Dataset entries:
***

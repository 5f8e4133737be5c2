//! SQLite implementation of RunStore.

use async_trait::async_trait;
use chrono::Utc;
use sqlx::SqlitePool;
use std::time::Duration;

use super::{format_ts, parse_ts, storage_err, RunStore, StoreError};
use crate::run::{Cursor, ImportRun, RunId, RunState};
use crate::task::{ImportTask, TaskId};

const SCHEMA: &str = r#"
CREATE TABLE IF NOT EXISTS import_runs (
    id TEXT PRIMARY KEY,
    course_id TEXT,
    root_folder_id TEXT NOT NULL,
    root_name TEXT NOT NULL,
    state TEXT NOT NULL DEFAULT 'queued',
    cursor_position INTEGER NOT NULL DEFAULT 0,
    cursor_task_id TEXT,
    requested_by TEXT,
    error_message TEXT,
    lock_owner TEXT,
    lock_expires_at TEXT,
    started_at TEXT NOT NULL,
    updated_at TEXT NOT NULL
);

CREATE TABLE IF NOT EXISTS import_tasks (
    run_id TEXT NOT NULL REFERENCES import_runs(id),
    task_id TEXT NOT NULL,
    seq INTEGER NOT NULL,
    kind TEXT NOT NULL,
    status TEXT NOT NULL,
    error_message TEXT,
    payload TEXT NOT NULL,
    updated_at TEXT NOT NULL,
    PRIMARY KEY (run_id, task_id)
);

CREATE INDEX IF NOT EXISTS idx_import_runs_source ON import_runs(root_folder_id, course_id, started_at);
CREATE INDEX IF NOT EXISTS idx_import_tasks_seq ON import_tasks(run_id, seq);
CREATE INDEX IF NOT EXISTS idx_import_tasks_task ON import_tasks(task_id)
"#;

type RunRow = (
    String,
    Option<String>,
    String,
    String,
    String,
    i64,
    Option<String>,
    Option<String>,
    Option<String>,
    String,
    String,
);

const RUN_COLUMNS: &str = "id, course_id, root_folder_id, root_name, state, cursor_position, \
     cursor_task_id, requested_by, error_message, started_at, updated_at";

/// SQLite-backed run store.
#[derive(Clone)]
pub struct SqliteRunStore {
    pool: SqlitePool,
}

impl SqliteRunStore {
    pub fn new(pool: SqlitePool) -> Self {
        Self { pool }
    }

    /// Create the run and task tables.
    pub async fn run_migrations(&self) -> Result<(), StoreError> {
        for statement in SCHEMA.split(';') {
            let trimmed = statement.trim();
            if !trimmed.is_empty() {
                sqlx::query(trimmed)
                    .execute(&self.pool)
                    .await
                    .map_err(storage_err)?;
            }
        }
        Ok(())
    }

    async fn hydrate(&self, row: RunRow) -> Result<ImportRun, StoreError> {
        let (
            id,
            course_id,
            root_folder_id,
            root_name,
            state,
            cursor_position,
            cursor_task_id,
            requested_by,
            error,
            started_at,
            updated_at,
        ) = row;

        let payloads: Vec<String> =
            sqlx::query_scalar("SELECT payload FROM import_tasks WHERE run_id = ? ORDER BY seq")
                .bind(&id)
                .fetch_all(&self.pool)
                .await
                .map_err(storage_err)?;
        let tasks = payloads
            .iter()
            .map(|p| decode_task(p))
            .collect::<Result<Vec<_>, _>>()?;

        let last_task = cursor_task_id
            .map(|t| t.parse::<TaskId>())
            .transpose()
            .map_err(|e| StoreError::Serialization(e.to_string()))?;

        Ok(ImportRun {
            id: id
                .parse()
                .map_err(|e: uuid::Error| StoreError::Serialization(e.to_string()))?,
            course_id,
            root_folder_id,
            root_name,
            state: state.parse().map_err(StoreError::Serialization)?,
            tasks,
            cursor: Cursor {
                position: cursor_position as u32,
                last_task,
            },
            requested_by,
            error,
            started_at: parse_ts(&started_at)?,
            updated_at: parse_ts(&updated_at)?,
        })
    }
}

fn decode_task(payload: &str) -> Result<ImportTask, StoreError> {
    serde_json::from_str(payload).map_err(|e| StoreError::Serialization(e.to_string()))
}

fn encode_task(task: &ImportTask) -> Result<String, StoreError> {
    serde_json::to_string(task).map_err(|e| StoreError::Serialization(e.to_string()))
}

#[async_trait]
impl RunStore for SqliteRunStore {
    async fn create_run(&self, run: &ImportRun) -> Result<(), StoreError> {
        let mut tx = self.pool.begin().await.map_err(storage_err)?;

        sqlx::query(
            r#"
            INSERT INTO import_runs (id, course_id, root_folder_id, root_name, state,
                cursor_position, cursor_task_id, requested_by, error_message, started_at, updated_at)
            VALUES (?, ?, ?, ?, ?, ?, ?, ?, ?, ?, ?)
            "#,
        )
        .bind(run.id.to_string())
        .bind(&run.course_id)
        .bind(&run.root_folder_id)
        .bind(&run.root_name)
        .bind(run.state.as_str())
        .bind(run.cursor.position as i64)
        .bind(run.cursor.last_task.map(|t| t.to_string()))
        .bind(&run.requested_by)
        .bind(&run.error)
        .bind(format_ts(run.started_at))
        .bind(format_ts(run.updated_at))
        .execute(&mut *tx)
        .await
        .map_err(storage_err)?;

        for (seq, task) in run.tasks.iter().enumerate() {
            sqlx::query(
                r#"
                INSERT INTO import_tasks (run_id, task_id, seq, kind, status, error_message, payload, updated_at)
                VALUES (?, ?, ?, ?, ?, ?, ?, ?)
                "#,
            )
            .bind(run.id.to_string())
            .bind(task.id.to_string())
            .bind(seq as i64)
            .bind(task.kind.as_str())
            .bind(task.status.as_str())
            .bind(&task.error)
            .bind(encode_task(task)?)
            .bind(format_ts(run.started_at))
            .execute(&mut *tx)
            .await
            .map_err(storage_err)?;
        }

        tx.commit().await.map_err(storage_err)?;
        Ok(())
    }

    async fn load_run(&self, id: RunId) -> Result<Option<ImportRun>, StoreError> {
        let row: Option<RunRow> =
            sqlx::query_as(&format!("SELECT {RUN_COLUMNS} FROM import_runs WHERE id = ?"))
                .bind(id.to_string())
                .fetch_optional(&self.pool)
                .await
                .map_err(storage_err)?;
        match row {
            Some(row) => Ok(Some(self.hydrate(row).await?)),
            None => Ok(None),
        }
    }

    async fn latest_run_for_source(
        &self,
        root_folder_id: &str,
        course_id: Option<&str>,
    ) -> Result<Option<ImportRun>, StoreError> {
        let row: Option<RunRow> = sqlx::query_as(&format!(
            "SELECT {RUN_COLUMNS} FROM import_runs \
             WHERE root_folder_id = ? AND course_id IS ? \
             ORDER BY started_at DESC, rowid DESC LIMIT 1"
        ))
        .bind(root_folder_id)
        .bind(course_id)
        .fetch_optional(&self.pool)
        .await
        .map_err(storage_err)?;
        match row {
            Some(row) => Ok(Some(self.hydrate(row).await?)),
            None => Ok(None),
        }
    }

    async fn set_state(&self, id: RunId, state: RunState, error: Option<&str>) -> Result<(), StoreError> {
        let result = sqlx::query(
            "UPDATE import_runs SET state = ?, error_message = ?, updated_at = ? WHERE id = ?",
        )
        .bind(state.as_str())
        .bind(error)
        .bind(format_ts(Utc::now()))
        .bind(id.to_string())
        .execute(&self.pool)
        .await
        .map_err(storage_err)?;

        if result.rows_affected() == 0 {
            return Err(StoreError::NotFound(format!("run {id}")));
        }
        Ok(())
    }

    async fn update_task(&self, run: RunId, task: &ImportTask) -> Result<(), StoreError> {
        let error = task.error.as_deref().map(truncate_error);
        let result = sqlx::query(
            r#"
            UPDATE import_tasks
            SET status = ?, error_message = ?, payload = ?, updated_at = ?
            WHERE run_id = ? AND task_id = ?
            "#,
        )
        .bind(task.status.as_str())
        .bind(error)
        .bind(encode_task(task)?)
        .bind(format_ts(Utc::now()))
        .bind(run.to_string())
        .bind(task.id.to_string())
        .execute(&self.pool)
        .await
        .map_err(storage_err)?;

        if result.rows_affected() == 0 {
            return Err(StoreError::NotFound(format!("task {} in run {run}", task.id)));
        }
        Ok(())
    }

    async fn advance_cursor(&self, run: RunId, expected: u32, next: Cursor) -> Result<bool, StoreError> {
        let result = sqlx::query(
            r#"
            UPDATE import_runs
            SET cursor_position = ?, cursor_task_id = ?, updated_at = ?
            WHERE id = ? AND cursor_position = ? AND ? > cursor_position
            "#,
        )
        .bind(next.position as i64)
        .bind(next.last_task.map(|t| t.to_string()))
        .bind(format_ts(Utc::now()))
        .bind(run.to_string())
        .bind(expected as i64)
        .bind(next.position as i64)
        .execute(&self.pool)
        .await
        .map_err(storage_err)?;

        Ok(result.rows_affected() == 1)
    }

    async fn try_lock(&self, run: RunId, owner: &str, lease: Duration) -> Result<bool, StoreError> {
        let now = Utc::now();
        let lease = chrono::Duration::from_std(lease)
            .map_err(|e| StoreError::Storage(format!("invalid lease: {e}")))?;
        let result = sqlx::query(
            r#"
            UPDATE import_runs
            SET lock_owner = ?, lock_expires_at = ?
            WHERE id = ? AND (lock_owner IS NULL OR lock_owner = ? OR lock_expires_at < ?)
            "#,
        )
        .bind(owner)
        .bind(format_ts(now + lease))
        .bind(run.to_string())
        .bind(owner)
        .bind(format_ts(now))
        .execute(&self.pool)
        .await
        .map_err(storage_err)?;

        Ok(result.rows_affected() == 1)
    }

    async fn release_lock(&self, run: RunId, owner: &str) -> Result<(), StoreError> {
        sqlx::query(
            "UPDATE import_runs SET lock_owner = NULL, lock_expires_at = NULL WHERE id = ? AND lock_owner = ?",
        )
        .bind(run.to_string())
        .bind(owner)
        .execute(&self.pool)
        .await
        .map_err(storage_err)?;
        Ok(())
    }

    async fn find_task(&self, task: TaskId) -> Result<Option<(RunId, ImportTask)>, StoreError> {
        let row: Option<(String, String)> = sqlx::query_as(
            r#"
            SELECT t.run_id, t.payload
            FROM import_tasks t
            JOIN import_runs r ON r.id = t.run_id
            WHERE t.task_id = ?
            ORDER BY r.started_at DESC, r.rowid DESC
            LIMIT 1
            "#,
        )
        .bind(task.to_string())
        .fetch_optional(&self.pool)
        .await
        .map_err(storage_err)?;

        row.map(|(run_id, payload)| {
            let run_id = run_id
                .parse::<RunId>()
                .map_err(|e| StoreError::Serialization(e.to_string()))?;
            Ok((run_id, decode_task(&payload)?))
        })
        .transpose()
    }
}

fn truncate_error(error: &str) -> &str {
    const MAX: usize = 2000;
    if error.len() <= MAX {
        return error;
    }
    let mut end = MAX;
    while !error.is_char_boundary(end) {
        end -= 1;
    }
    &error[..end]
}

***

(What to produce) Copy each line of the records that has "INDEX" in it.

(Answer for this exercise)
CREATE INDEX IF NOT EXISTS idx_import_runs_source ON import_runs(root_folder_id, course_id, started_at);
CREATE INDEX IF NOT EXISTS idx_import_tasks_seq ON import_tasks(run_id, seq);
CREATE INDEX IF NOT EXISTS idx_import_tasks_task ON import_tasks(task_id)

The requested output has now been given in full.